Why is it important to you to connect with people through social media?

It’s always good to showcase different personalities because no one in this world is the same. Growing up on social media, I looked up to people who were dark-skinned and trying to make it in the modeling or acting industry. I was looking at Martin Lawrence and Naomi Campbell. I’m happy I can now be one of those people that others look up to. Somebody could be looking at me saying, “Wow, if he can do it, I can do it.”

What do we need to do to make social media more inclusive?

I want to see everybody in the room. I want to see more diversity. But if you want us in the room, you’re going to have to support our content. People say they want us in the room, but they aren’t interacting with us and our content. They’re not liking or giving any energy towards it. We need to start supporting everyone who pushes content out for us. I know so many TikTokers who don’t have a huge following but make the best videos ever. I see someone that’s working ten times harder than someone with a big following and not getting the push they deserve.

It’s really sad to see. The whole reason I started social media was because I wanted to be in those rooms. I wanted to be that dark-skinned, Black boy that really gets somewhere. I’m trying to do things that we don’t normally do. People think that if they speak about more diversity, it will happen. But if you want to see it, then you should be telling brands. You should be telling organizations not to lowball Black creators.

What would you like to see in the world of social media that isn’t currently present?

I want to see more diversity. I can’t believe this is still being talked about. A lot of my mutual friends are tired of saying it. How many times do we need to stand for people to understand it? You’d think people would have understood at this point because we’ve been talking about it for so long. We stand up with our hearts, but no actions are being taken. 

I’ve had situations where my friends call me to say they’re being lowballed for a campaign, and that’s just sad to hear. People that work hard are going to be successful regardless, but brands really need to put in the work to be more inclusive.
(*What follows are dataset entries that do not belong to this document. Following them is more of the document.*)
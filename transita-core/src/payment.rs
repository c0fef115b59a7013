use async_trait::async_trait;
use serde::{Deserialize, Serialize};
use transita_shared::Masked;
use uuid::Uuid;

/// Payment method chosen by the customer at checkout.
#[derive(Debug, Clone, Copy, Serialize, Deserialize, PartialEq, Eq)]
#[serde(rename_all = "SCREAMING_SNAKE_CASE")]
pub enum PaymentMethod {
    Card,
    Wallet,
    BankTransfer,
}

/// External gateways the engine can settle against.
#[derive(Debug, Clone, Copy, Serialize, Deserialize, PartialEq, Eq, Hash)]
#[serde(rename_all = "lowercase")]
pub enum GatewayKind {
    Stripe,
    Fonepay,
}

impl GatewayKind {
    /// Static method → gateway mapping. A pure lookup, no side effects:
    /// card traffic goes to Stripe, everything else to Fonepay.
    pub fn for_method(method: PaymentMethod) -> Self {
        match method {
            PaymentMethod::Card => GatewayKind::Stripe,
            PaymentMethod::Wallet | PaymentMethod::BankTransfer => GatewayKind::Fonepay,
        }
    }
}

impl std::fmt::Display for GatewayKind {
    fn fmt(&self, f: &mut std::fmt::Formatter<'_>) -> std::fmt::Result {
        match self {
            GatewayKind::Stripe => write!(f, "stripe"),
            GatewayKind::Fonepay => write!(f, "fonepay"),
        }
    }
}

/// Normalized customer contact handed to the gateway.
#[derive(Debug, Clone, Serialize, Deserialize)]
pub struct CustomerContact {
    pub name: String,
    pub email: Masked<String>,
    pub phone: Masked<String>,
}

/// Checkout request wire contract. Trip metadata rides along so the gateway
/// can render a meaningful payment page.
#[derive(Debug, Clone, Serialize)]
pub struct CheckoutRequest {
    pub booking_id: Uuid,
    pub gateway: GatewayKind,
    pub contact: CustomerContact,
    pub route_label: String,
    /// Departure as an ISO-8601 timestamp.
    pub departure_iso: String,
    pub passenger_count: u32,
    /// Seat codes, comma-joined ("A1,A2").
    pub seats: String,
    /// Minor currency units.
    pub amount: i64,
}

/// Checkout response wire contract.
#[derive(Debug, Clone, Deserialize)]
pub struct CheckoutResponse {
    pub success: bool,
    pub checkout_url: Option<String>,
    pub error: Option<String>,
}

/// Authoritative settlement state reported by a gateway for one transaction.
#[derive(Debug, Clone, Copy, Serialize, Deserialize, PartialEq, Eq)]
#[serde(rename_all = "lowercase")]
pub enum SettlementStatus {
    Paid,
    Failed,
    Pending,
}

/// Result of polling a gateway for a transaction. The gateway owns the
/// transaction → booking mapping, so the booking id comes back with it.
#[derive(Debug, Clone)]
pub struct SettlementResult {
    pub booking_id: Uuid,
    pub status: SettlementStatus,
}

#[derive(Debug, thiserror::Error)]
pub enum GatewayError {
    /// Network-level failure talking to the provider. Retryable.
    #[error("gateway transport failure: {0}")]
    Transport(String),

    /// The provider understood the request and said no.
    #[error("gateway rejected request: {0}")]
    Rejected(String),

    /// The provider does not recognize the transaction identifier.
    #[error("unknown transaction: {0}")]
    UnknownTransaction(String),
}

/// Adapter over one external payment provider.
#[async_trait]
pub trait PaymentGateway: Send + Sync {
    fn kind(&self) -> GatewayKind;

    /// Open a checkout session; returns a redirect handle on success.
    async fn create_checkout(&self, req: &CheckoutRequest) -> Result<CheckoutResponse, GatewayError>;

    /// Poll or confirm the settlement state of a transaction.
    async fn verify_transaction(&self, transaction_id: &str) -> Result<SettlementResult, GatewayError>;
}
What are your top tips for creating viral videos? 

Find something you’re passionate about. When I started social media, I wanted to find something I was obsessed with. I tried different videos, different outfits. You need to find your dish. If it’s something you’re passionate about, and you’re not faking a personality, it’ll be more authentic. I can tell when someone is passionate about their videos versus just doing something for views.

What software or hardware tools do you use to produce content?

I use my Canon camera I got from Best Buy to film all my YouTube videos. I use iMovie to edit the videos on my laptop. It’s nothing too difficult. There’s no crazy type of editing. You just need a phone, laptop, and camera. 

How do you produce sponsored content without coming off as “inauthentic?”

It’s always easier when you know the brand, but if you don’t know it, educate yourself to see what you like. When you make the content and are trying to sell the product, make it authentic. 

I’ve had conversations with brands where I ask if I can do the video a certain way that goes with my content. Use your personality to sell the product. Obviously, you’re going to have talking points where they want you to say certain things but don’t fake it. I can tell when somebody doesn’t know what they’re talking about and is reading off a script. 

I’m lucky in that I’ve loved all the brands I’ve worked with. I had heard of most of them before. When Savage X Fenty reached out to me, I said, “I already know y’all. I’m ready to do this.” 

What does the future of social media look like in your eyes?

I feel like it’s getting a bit more inclusive. I’ve seen TikTok go from, where people were singing songs, to where they’re talking in “Get Ready With Me” videos. There are all different types of content, and that’s what I appreciate most about social media.